Un síntoma más de las tensiones a las que Europa se veía sometida, que no eran ajenas a la rivalidad entre Francia e Inglaterra, pues el rey de ésta última era vasallo del de aquélla, además del papado y el Imperio germánico, los cuales, con todo tipo de falsos pretextos, se disputaban la posesión de la Italia Lombarda, Cerdeña y Sicilia. A estas pugnas se superponía la rivalidad entre las ciudades comerciales italianas, Venecia, Génova, Pisa, Lucca y Florencia, siempre dispuestas a medirse en cruentas contiendas navales, o a aliarse con la enemiga de ayer para hacer frente a una tercera, ignorando que, a su espalda, aun en decadencia, alentaba el otrora poderoso Imperio bizantino, heredero de Roma, en plena eclosión cultural e intelectual antes de extinguirse en su imposible posición geográfica de nexo entre Oriente y Occidente.
En medio de esta malla inextricable de conflictos y pasiones, dos reinos de la Península Ibérica, Castilla y Aragón, prosperaban actuando como pescadores de río revuelto, aprovechándose de las debilidades de unos y otros. No muy bien lo hizo el primero; magistralmente, el segundo. Fernando III, el Santo, rey de Castilla, había expansionado notablemente su reino a costa de al-Ándalus, tomando Córdoba, antigua capital del califato, Jaén, y, en 1248, dotándose en los puertos montañeses de una flota primigenia al mando de Ramón Bonifaz, Sevilla, con lo que lograba la salida de sus naves al estratégico golfo de Cádiz. Casó con una alemana, Beatriz de Suabia, de la que tuvo a Alfonso X el Sabio, rey de Castilla de ascendiente Hohenstaufen, que, seducido por el sueño de ser emperador –rey de reyes– dejó a Castilla varada en sus amplios horizontes marítimos hasta la llegada del Renacimiento. La visión de la que, por el momento, carecieron los reyes castellanos, fue la que, muy al contrario, aprovecharon al máximo los reyes de Aragón, en una proyección mediterránea que llevaría la contienda política y pirática a las aguas en torno a la isla de Sicilia, y de la que emergería uno de los marinos y piratas más grandes de la antigüedad.
Jaime I el Conquistador había hecho lo propio con el Reino de Aragón; de hecho, su gran aventura, la conquista de Mallorca, se llevó a cabo con la disculpa de que los piratas baleáricos atacaban los barcos mercantes barceloneses, y, por tanto, había que erradicar este nido pirático.

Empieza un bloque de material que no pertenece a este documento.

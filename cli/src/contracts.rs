use std::sync::Arc;

use reward_pool::instruction::{self, find_pool_address};
use reward_pool::state::{token_account_balance, RewardPool};
use solana_sdk::{
    instruction::Instruction,
    pubkey::Pubkey,
    signature::{Keypair, Signature, Signer},
};
use tracing::debug;

use crate::errors::ClientError;
use crate::ledger::Ledger;
use crate::token_accounts::TokenAccountService;

/// Client for one reward pool, identified by program id and reward mint
pub struct RewardPoolClient<L, T> {
    ledger: Arc<L>,
    tokens: T,
    program_id: Pubkey,
    reward_mint: Pubkey,
}

impl<L: Ledger, T: TokenAccountService> RewardPoolClient<L, T> {
    pub fn new(ledger: Arc<L>, tokens: T, program_id: Pubkey, reward_mint: Pubkey) -> Self {
        Self {
            ledger,
            tokens,
            program_id,
            reward_mint,
        }
    }

    pub fn program_id(&self) -> Pubkey {
        self.program_id
    }

    pub fn reward_mint(&self) -> Pubkey {
        self.reward_mint
    }

    pub fn pool_address(&self) -> Pubkey {
        find_pool_address(&self.program_id, &self.reward_mint).0
    }

    /// Reward-bearing account of `owner` for this pool's mint
    pub fn reward_account(&self, owner: &Pubkey) -> Pubkey {
        self.tokens.derive_account_address(owner, &self.reward_mint)
    }

    async fn submit(
        &self,
        operation: &str,
        instructions: Vec<Instruction>,
        signers: &[&Keypair],
    ) -> Result<Signature, ClientError> {
        debug!("{}: submitting {} instruction(s)", operation, instructions.len());
        self.ledger
            .apply_atomically(&instructions, signers)
            .await
            .map_err(|e| ClientError::from_transport(operation, e))
    }

    /// Creation instruction for `owner`'s reward account, if it is missing
    async fn ensure_reward_account(
        &self,
        operation: &str,
        payer: &Pubkey,
        owner: &Pubkey,
    ) -> Result<Option<Instruction>, ClientError> {
        self.tokens
            .ensure_account_exists(payer, owner, &self.reward_mint)
            .await
            .map_err(|e| ClientError::from_transport(operation, e))
    }

    pub async fn initialize_pool(
        &self,
        authority: &Keypair,
        platform_treasury: &Pubkey,
        platform_fee_percentage: u8,
    ) -> Result<Signature, ClientError> {
        let ix = instruction::initialize_pool(
            &self.program_id,
            &authority.pubkey(),
            &self.reward_mint,
            platform_treasury,
            platform_fee_percentage,
        );
        self.submit("initialize_pool", vec![ix], &[authority]).await
    }

    pub async fn record_reward(
        &self,
        authority: &Keypair,
        platform_treasury: &Pubkey,
        farmer: &Pubkey,
        amount: u64,
        task_id: &str,
    ) -> Result<Signature, ClientError> {
        let mut instructions: Vec<Instruction> = self
            .ensure_reward_account("record_reward", &authority.pubkey(), farmer)
            .await?
            .into_iter()
            .collect();

        instructions.push(instruction::record_reward(
            &self.program_id,
            &authority.pubkey(),
            &self.reward_mint,
            platform_treasury,
            &self.reward_account(farmer),
            farmer,
            amount,
            task_id,
        ));
        self.submit("record_reward", instructions, &[authority]).await
    }

    /// Withdraws to the reward account of `destination_owner`, creating it when needed.
    pub async fn withdraw_reward(
        &self,
        farmer: &Keypair,
        amount: u64,
        nonce: u64,
        destination_owner: &Pubkey,
    ) -> Result<Signature, ClientError> {
        let mut instructions: Vec<Instruction> = self
            .ensure_reward_account("withdraw_reward", &farmer.pubkey(), destination_owner)
            .await?
            .into_iter()
            .collect();

        instructions.push(instruction::withdraw_reward(
            &self.program_id,
            &farmer.pubkey(),
            &self.reward_mint,
            &self.reward_account(&farmer.pubkey()),
            &self.reward_account(destination_owner),
            amount,
            nonce,
        ));
        self.submit("withdraw_reward", instructions, &[farmer]).await
    }

    pub async fn update_platform_fee(
        &self,
        authority: &Keypair,
        new_fee_percentage: u8,
    ) -> Result<Signature, ClientError> {
        let ix = instruction::update_platform_fee(
            &self.program_id,
            &authority.pubkey(),
            &self.reward_mint,
            new_fee_percentage,
        );
        self.submit("update_platform_fee", vec![ix], &[authority]).await
    }

    pub async fn pause_pool(&self, authority: &Keypair) -> Result<Signature, ClientError> {
        let ix = instruction::pause_pool(&self.program_id, &authority.pubkey(), &self.reward_mint);
        self.submit("pause_pool", vec![ix], &[authority]).await
    }

    pub async fn resume_pool(&self, authority: &Keypair) -> Result<Signature, ClientError> {
        let ix = instruction::resume_pool(&self.program_id, &authority.pubkey(), &self.reward_mint);
        self.submit("resume_pool", vec![ix], &[authority]).await
    }

    /// Current pool record, `None` before initialization
    pub async fn get_pool_data(&self) -> Result<Option<RewardPool>, ClientError> {
        let data = self
            .ledger
            .read_account(&self.pool_address())
            .await
            .map_err(|e| ClientError::from_transport("get_pool_data", e))?;

        match data {
            Some(bytes) if !bytes.iter().all(|b| *b == 0) => RewardPool::decode(&bytes)
                .map(Some)
                .map_err(|e| ClientError::from_decode("get_pool_data", e)),
            _ => Ok(None),
        }
    }

    /// Token balance of `owner`'s reward account, `None` if it does not exist
    pub async fn get_reward_balance(&self, owner: &Pubkey) -> Result<Option<u64>, ClientError> {
        let data = self
            .ledger
            .read_account(&self.reward_account(owner))
            .await
            .map_err(|e| ClientError::from_transport("get_reward_balance", e))?;

        data.map(|bytes| token_account_balance(&bytes))
            .transpose()
            .map_err(|e| ClientError::from_decode("get_reward_balance", e))
    }
}
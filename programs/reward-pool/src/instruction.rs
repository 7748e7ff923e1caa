//! Instruction wire format and account role tables.
//!
//! Every instruction is one tag byte followed by a little-endian payload:
//!
//! ```text
//! Tag  Instruction         Payload
//! ---  -----------         -------
//! 0    InitializePool      fee%(1)
//! 1    RecordReward        amount(8) farmer(32) task_len(4) task_id(N)
//! 2    WithdrawReward      amount(8) nonce(8)
//! 3    UpdatePlatformFee   new_fee%(1)
//! 4    PausePool           -
//! 5    ResumePool          -
//! ```

use borsh::{BorshDeserialize, BorshSerialize};
use solana_program::{
    instruction::{AccountMeta, Instruction},
    pubkey::Pubkey,
    system_program, sysvar,
};

use crate::constants::{ASSOCIATED_TOKEN_PROGRAM_ID, REWARD_POOL_SEED, TOKEN_PROGRAM_ID};
use crate::errors::DecodeError;

/// Borsh encoding: the variant index is the tag byte.
#[derive(BorshSerialize, BorshDeserialize, Debug, Clone, PartialEq, Eq)]
pub enum RewardPoolInstruction {
    /// Initializes a new reward pool
    InitializePool { platform_fee_percentage: u8 },

    /// Records a reward for a farmer; the platform fee is deducted here
    RecordReward {
        amount: u64,
        farmer_pubkey: Pubkey,
        task_id: String,
    },

    /// Withdraws accrued rewards; each nonce is accepted once per farmer
    WithdrawReward { amount: u64, nonce: u64 },

    /// Updates the platform fee (admin only)
    UpdatePlatformFee { new_fee_percentage: u8 },

    /// Pauses the pool (admin only)
    PausePool,

    /// Resumes the pool (admin only)
    ResumePool,
}

/// Position-independent name for each account an instruction expects
#[derive(Debug, Clone, Copy, PartialEq, Eq, Hash)]
pub enum AccountRole {
    Authority,
    Pool,
    Mint,
    Treasury,
    RentSysvar,
    SystemProgram,
    TokenProgram,
    AssociatedTokenProgram,
    Farmer,
    FarmerRewardAccount,
    FarmerDestinationAccount,
}

#[derive(Debug, Clone, Copy, PartialEq, Eq)]
pub struct RoleSpec {
    pub role: AccountRole,
    pub is_signer: bool,
    pub is_writable: bool,
}

const fn signer(role: AccountRole) -> RoleSpec {
    RoleSpec { role, is_signer: true, is_writable: false }
}

const fn writable(role: AccountRole) -> RoleSpec {
    RoleSpec { role, is_signer: false, is_writable: true }
}

const fn readonly(role: AccountRole) -> RoleSpec {
    RoleSpec { role, is_signer: false, is_writable: false }
}

pub const INITIALIZE_POOL_ACCOUNTS: &[RoleSpec] = &[
    signer(AccountRole::Authority),
    writable(AccountRole::Pool),
    readonly(AccountRole::Mint),
    writable(AccountRole::Treasury),
    readonly(AccountRole::RentSysvar),
    readonly(AccountRole::SystemProgram),
    readonly(AccountRole::TokenProgram),
    readonly(AccountRole::AssociatedTokenProgram),
];

pub const RECORD_REWARD_ACCOUNTS: &[RoleSpec] = &[
    signer(AccountRole::Authority),
    writable(AccountRole::Pool),
    writable(AccountRole::Treasury),
    writable(AccountRole::FarmerRewardAccount),
    readonly(AccountRole::Mint),
    readonly(AccountRole::TokenProgram),
    readonly(AccountRole::AssociatedTokenProgram),
];

pub const WITHDRAW_REWARD_ACCOUNTS: &[RoleSpec] = &[
    signer(AccountRole::Farmer),
    writable(AccountRole::Pool),
    writable(AccountRole::FarmerRewardAccount),
    writable(AccountRole::FarmerDestinationAccount),
    readonly(AccountRole::Mint),
    readonly(AccountRole::TokenProgram),
    readonly(AccountRole::AssociatedTokenProgram),
];

pub const ADMIN_ACCOUNTS: &[RoleSpec] = &[
    signer(AccountRole::Authority),
    writable(AccountRole::Pool),
];

impl RewardPoolInstruction {
    pub fn tag(&self) -> u8 {
        match self {
            Self::InitializePool { .. } => 0,
            Self::RecordReward { .. } => 1,
            Self::WithdrawReward { .. } => 2,
            Self::UpdatePlatformFee { .. } => 3,
            Self::PausePool => 4,
            Self::ResumePool => 5,
        }
    }

    pub fn name(&self) -> &'static str {
        match self {
            Self::InitializePool { .. } => "InitializePool",
            Self::RecordReward { .. } => "RecordReward",
            Self::WithdrawReward { .. } => "WithdrawReward",
            Self::UpdatePlatformFee { .. } => "UpdatePlatformFee",
            Self::PausePool => "PausePool",
            Self::ResumePool => "ResumePool",
        }
    }

    /// Ordered account list this instruction must be invoked with
    pub fn account_roles(&self) -> &'static [RoleSpec] {
        match self {
            Self::InitializePool { .. } => INITIALIZE_POOL_ACCOUNTS,
            Self::RecordReward { .. } => RECORD_REWARD_ACCOUNTS,
            Self::WithdrawReward { .. } => WITHDRAW_REWARD_ACCOUNTS,
            Self::UpdatePlatformFee { .. } | Self::PausePool | Self::ResumePool => ADMIN_ACCOUNTS,
        }
    }

    pub fn pack(&self) -> borsh::io::Result<Vec<u8>> {
        borsh::to_vec(self)
    }

    pub fn unpack(data: &[u8]) -> Result<Self, DecodeError> {
        let (&tag, rest) = data.split_first().ok_or(DecodeError::MalformedInstruction)?;

        let fixed_len = match tag {
            0 | 3 => 1,
            1 => RECORD_REWARD_FIXED_LEN,
            2 => 16,
            4 | 5 => 0,
            _ => return Err(DecodeError::MalformedInstruction),
        };
        if rest.len() < fixed_len {
            return Err(DecodeError::MalformedInstruction);
        }

        if tag == 1 {
            let task_len = u32::try_from_slice(&rest[RECORD_REWARD_FIXED_LEN - 4..RECORD_REWARD_FIXED_LEN])
                .map_err(|_| DecodeError::MalformedInstruction)? as usize;
            if rest.len() - RECORD_REWARD_FIXED_LEN < task_len {
                return Err(DecodeError::TruncatedPayload);
            }
        }

        // Rejects trailing bytes and task ids that are not UTF-8
        Self::try_from_slice(data).map_err(|_| DecodeError::MalformedInstruction)
    }
}

/// RecordReward payload before the task id: amount, farmer, task id length
const RECORD_REWARD_FIXED_LEN: usize = 8 + 32 + 4;

/// Pool PDA for a reward mint
pub fn find_pool_address(program_id: &Pubkey, reward_mint: &Pubkey) -> (Pubkey, u8) {
    Pubkey::find_program_address(&[REWARD_POOL_SEED, reward_mint.as_ref()], program_id)
}

/// Builds the account metas for `roles`, in order, resolving each key with `key_for`.
pub fn account_metas(roles: &[RoleSpec], key_for: impl Fn(AccountRole) -> Pubkey) -> Vec<AccountMeta> {
    roles
        .iter()
        .map(|spec| {
            let key = key_for(spec.role);
            if spec.is_writable {
                AccountMeta::new(key, spec.is_signer)
            } else {
                AccountMeta::new_readonly(key, spec.is_signer)
            }
        })
        .collect()
}

/// Expected key for program and sysvar roles
pub fn well_known_account(role: AccountRole) -> Option<Pubkey> {
    match role {
        AccountRole::RentSysvar => Some(sysvar::rent::ID),
        AccountRole::SystemProgram => Some(system_program::ID),
        AccountRole::TokenProgram => Some(TOKEN_PROGRAM_ID),
        AccountRole::AssociatedTokenProgram => Some(ASSOCIATED_TOKEN_PROGRAM_ID),
        _ => None,
    }
}

fn build(
    program_id: &Pubkey,
    instruction: RewardPoolInstruction,
    key_for: impl Fn(AccountRole) -> Pubkey,
) -> Instruction {
    let accounts = account_metas(instruction.account_roles(), |role| {
        well_known_account(role).unwrap_or_else(|| key_for(role))
    });
    Instruction::new_with_borsh(*program_id, &instruction, accounts)
}

pub fn initialize_pool(
    program_id: &Pubkey,
    authority: &Pubkey,
    reward_mint: &Pubkey,
    platform_treasury: &Pubkey,
    platform_fee_percentage: u8,
) -> Instruction {
    let (pool, _) = find_pool_address(program_id, reward_mint);
    build(
        program_id,
        RewardPoolInstruction::InitializePool { platform_fee_percentage },
        |role| match role {
            AccountRole::Authority => *authority,
            AccountRole::Pool => pool,
            AccountRole::Mint => *reward_mint,
            _ => *platform_treasury,
        },
    )
}

pub fn record_reward(
    program_id: &Pubkey,
    authority: &Pubkey,
    reward_mint: &Pubkey,
    platform_treasury: &Pubkey,
    farmer_reward_account: &Pubkey,
    farmer: &Pubkey,
    amount: u64,
    task_id: &str,
) -> Instruction {
    let (pool, _) = find_pool_address(program_id, reward_mint);
    build(
        program_id,
        RewardPoolInstruction::RecordReward {
            amount,
            farmer_pubkey: *farmer,
            task_id: task_id.to_string(),
        },
        |role| match role {
            AccountRole::Authority => *authority,
            AccountRole::Pool => pool,
            AccountRole::Treasury => *platform_treasury,
            AccountRole::FarmerRewardAccount => *farmer_reward_account,
            _ => *reward_mint,
        },
    )
}

pub fn withdraw_reward(
    program_id: &Pubkey,
    farmer: &Pubkey,
    reward_mint: &Pubkey,
    farmer_reward_account: &Pubkey,
    destination: &Pubkey,
    amount: u64,
    nonce: u64,
) -> Instruction {
    let (pool, _) = find_pool_address(program_id, reward_mint);
    build(
        program_id,
        RewardPoolInstruction::WithdrawReward { amount, nonce },
        |role| match role {
            AccountRole::Farmer => *farmer,
            AccountRole::Pool => pool,
            AccountRole::FarmerRewardAccount => *farmer_reward_account,
            AccountRole::FarmerDestinationAccount => *destination,
            _ => *reward_mint,
        },
    )
}

fn admin(
    program_id: &Pubkey,
    authority: &Pubkey,
    reward_mint: &Pubkey,
    instruction: RewardPoolInstruction,
) -> Instruction {
    let (pool, _) = find_pool_address(program_id, reward_mint);
    build(program_id, instruction, |role| match role {
        AccountRole::Authority => *authority,
        _ => pool,
    })
}

pub fn update_platform_fee(
    program_id: &Pubkey,
    authority: &Pubkey,
    reward_mint: &Pubkey,
    new_fee_percentage: u8,
) -> Instruction {
    admin(
        program_id,
        authority,
        reward_mint,
        RewardPoolInstruction::UpdatePlatformFee { new_fee_percentage },
    )
}

pub fn pause_pool(program_id: &Pubkey, authority: &Pubkey, reward_mint: &Pubkey) -> Instruction {
    admin(program_id, authority, reward_mint, RewardPoolInstruction::PausePool)
}

pub fn resume_pool(program_id: &Pubkey, authority: &Pubkey, reward_mint: &Pubkey) -> Instruction {
    admin(program_id, authority, reward_mint, RewardPoolInstruction::ResumePool)
}

#[cfg(test)]
mod tests {
    use super::*;

    fn farmer() -> Pubkey {
        Pubkey::new_from_array([5; 32])
    }

    #[test]
    fn test_tags() {
        assert_eq!(RewardPoolInstruction::InitializePool { platform_fee_percentage: 1 }.pack().unwrap(), vec![0, 1]);
        assert_eq!(RewardPoolInstruction::UpdatePlatformFee { new_fee_percentage: 7 }.pack().unwrap(), vec![3, 7]);
        assert_eq!(RewardPoolInstruction::PausePool.pack().unwrap(), vec![4]);
        assert_eq!(RewardPoolInstruction::ResumePool.pack().unwrap(), vec![5]);
    }

    #[test]
    fn test_record_reward_layout() {
        let ix = RewardPoolInstruction::RecordReward {
            amount: 1_000_000,
            farmer_pubkey: farmer(),
            task_id: "t1".to_string(),
        };
        let data = ix.pack().unwrap();

        assert_eq!(data.len(), 1 + 8 + 32 + 4 + 2);
        assert_eq!(data[0], 1);
        assert_eq!(&data[1..9], &1_000_000u64.to_le_bytes());
        assert_eq!(&data[9..41], &[5u8; 32]);
        assert_eq!(&data[41..45], &2u32.to_le_bytes());
        assert_eq!(&data[45..], b"t1");
        assert_eq!(RewardPoolInstruction::unpack(&data).unwrap(), ix);
    }

    #[test]
    fn test_withdraw_layout() {
        let data = RewardPoolInstruction::WithdrawReward { amount: 900_000, nonce: 1 }.pack().unwrap();
        assert_eq!(data.len(), 17);
        assert_eq!(&data[9..17], &1u64.to_le_bytes());
    }

    #[test]
    fn test_unpack_empty_and_unknown_tag() {
        assert_eq!(RewardPoolInstruction::unpack(&[]), Err(DecodeError::MalformedInstruction));
        assert_eq!(RewardPoolInstruction::unpack(&[6]), Err(DecodeError::MalformedInstruction));
        assert_eq!(RewardPoolInstruction::unpack(&[255, 0]), Err(DecodeError::MalformedInstruction));
    }

    #[test]
    fn test_unpack_short_fixed_prefix() {
        assert_eq!(RewardPoolInstruction::unpack(&[0]), Err(DecodeError::MalformedInstruction));
        assert_eq!(RewardPoolInstruction::unpack(&[2, 1, 2, 3]), Err(DecodeError::MalformedInstruction));
        assert_eq!(RewardPoolInstruction::unpack(&[1; 40]), Err(DecodeError::MalformedInstruction));
    }

    #[test]
    fn test_unpack_truncated_task_id() {
        let mut data = RewardPoolInstruction::RecordReward {
            amount: 5,
            farmer_pubkey: farmer(),
            task_id: "abcdef".to_string(),
        }
        .pack()
        .unwrap();
        data.truncate(data.len() - 2);
        assert_eq!(RewardPoolInstruction::unpack(&data), Err(DecodeError::TruncatedPayload));
    }

    #[test]
    fn test_unpack_rejects_trailing_bytes() {
        assert_eq!(RewardPoolInstruction::unpack(&[4, 0]), Err(DecodeError::MalformedInstruction));
        assert_eq!(RewardPoolInstruction::unpack(&[3, 10, 0]), Err(DecodeError::MalformedInstruction));
    }

    #[test]
    fn test_unpack_invalid_utf8_task() {
        let mut data = RewardPoolInstruction::RecordReward {
            amount: 5,
            farmer_pubkey: farmer(),
            task_id: "ab".to_string(),
        }
        .pack()
        .unwrap();
        let last = data.len() - 1;
        data[last] = 0xFF;
        assert_eq!(RewardPoolInstruction::unpack(&data), Err(DecodeError::MalformedInstruction));
    }

    #[test]
    fn test_role_tables() {
        assert_eq!(INITIALIZE_POOL_ACCOUNTS.len(), 8);
        assert_eq!(RECORD_REWARD_ACCOUNTS.len(), 7);
        assert_eq!(WITHDRAW_REWARD_ACCOUNTS.len(), 7);
        assert_eq!(ADMIN_ACCOUNTS.len(), 2);

        assert_eq!(INITIALIZE_POOL_ACCOUNTS[2], readonly(AccountRole::Mint));
        assert_eq!(INITIALIZE_POOL_ACCOUNTS[3], writable(AccountRole::Treasury));
        assert_eq!(WITHDRAW_REWARD_ACCOUNTS[0], signer(AccountRole::Farmer));
        assert_eq!(WITHDRAW_REWARD_ACCOUNTS[3], writable(AccountRole::FarmerDestinationAccount));
    }

    #[test]
    fn test_builder_matches_role_table() {
        let program_id = Pubkey::new_unique();
        let authority = Pubkey::new_unique();
        let mint = Pubkey::new_unique();
        let treasury = Pubkey::new_unique();
        let ix = initialize_pool(&program_id, &authority, &mint, &treasury, 10);

        let (pool, _) = find_pool_address(&program_id, &mint);
        let keys: Vec<Pubkey> = ix.accounts.iter().map(|m| m.pubkey).collect();
        assert_eq!(
            keys,
            vec![
                authority,
                pool,
                mint,
                treasury,
                sysvar::rent::ID,
                system_program::ID,
                TOKEN_PROGRAM_ID,
                ASSOCIATED_TOKEN_PROGRAM_ID,
            ]
        );
        for (meta, spec) in ix.accounts.iter().zip(INITIALIZE_POOL_ACCOUNTS) {
            assert_eq!(meta.is_signer, spec.is_signer);
            assert_eq!(meta.is_writable, spec.is_writable);
        }
        assert_eq!(ix.data, vec![0, 10]);
    }

    #[test]
    fn test_admin_builders_share_accounts() {
        let program_id = Pubkey::new_unique();
        let authority = Pubkey::new_unique();
        let mint = Pubkey::new_unique();

        let pause = pause_pool(&program_id, &authority, &mint);
        let resume = resume_pool(&program_id, &authority, &mint);
        let fee = update_platform_fee(&program_id, &authority, &mint, 5);

        assert_eq!(pause.accounts, resume.accounts);
        assert_eq!(pause.accounts, fee.accounts);
        assert!(pause.accounts[0].is_signer);
        assert!(pause.accounts[1].is_writable);
    }
}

Lo cierto era que, en aquel momento, se atacaba al tráfico mercante catalán, francés, italiano y bizantino desde el mundo islámico, cristiano, griego, y, en resumidas cuentas, de los cuatro puntos de la rosa de los vientos; pero la excusa de la piratería, como la de las armas de destrucción masiva en nuestros días, sirvió a los invasores para justificar sus propósitos. Mallorca fue conquistada en 1229, Menorca en 1231, e Ibiza en 1235, con el principal aporte de Barcelona, y caballeros francos de Marsella y Montpellier. Tras la hazaña, el siguiente objetivo del rey Jaime fue Castellón, y, después, Valencia, que cayó en 1238.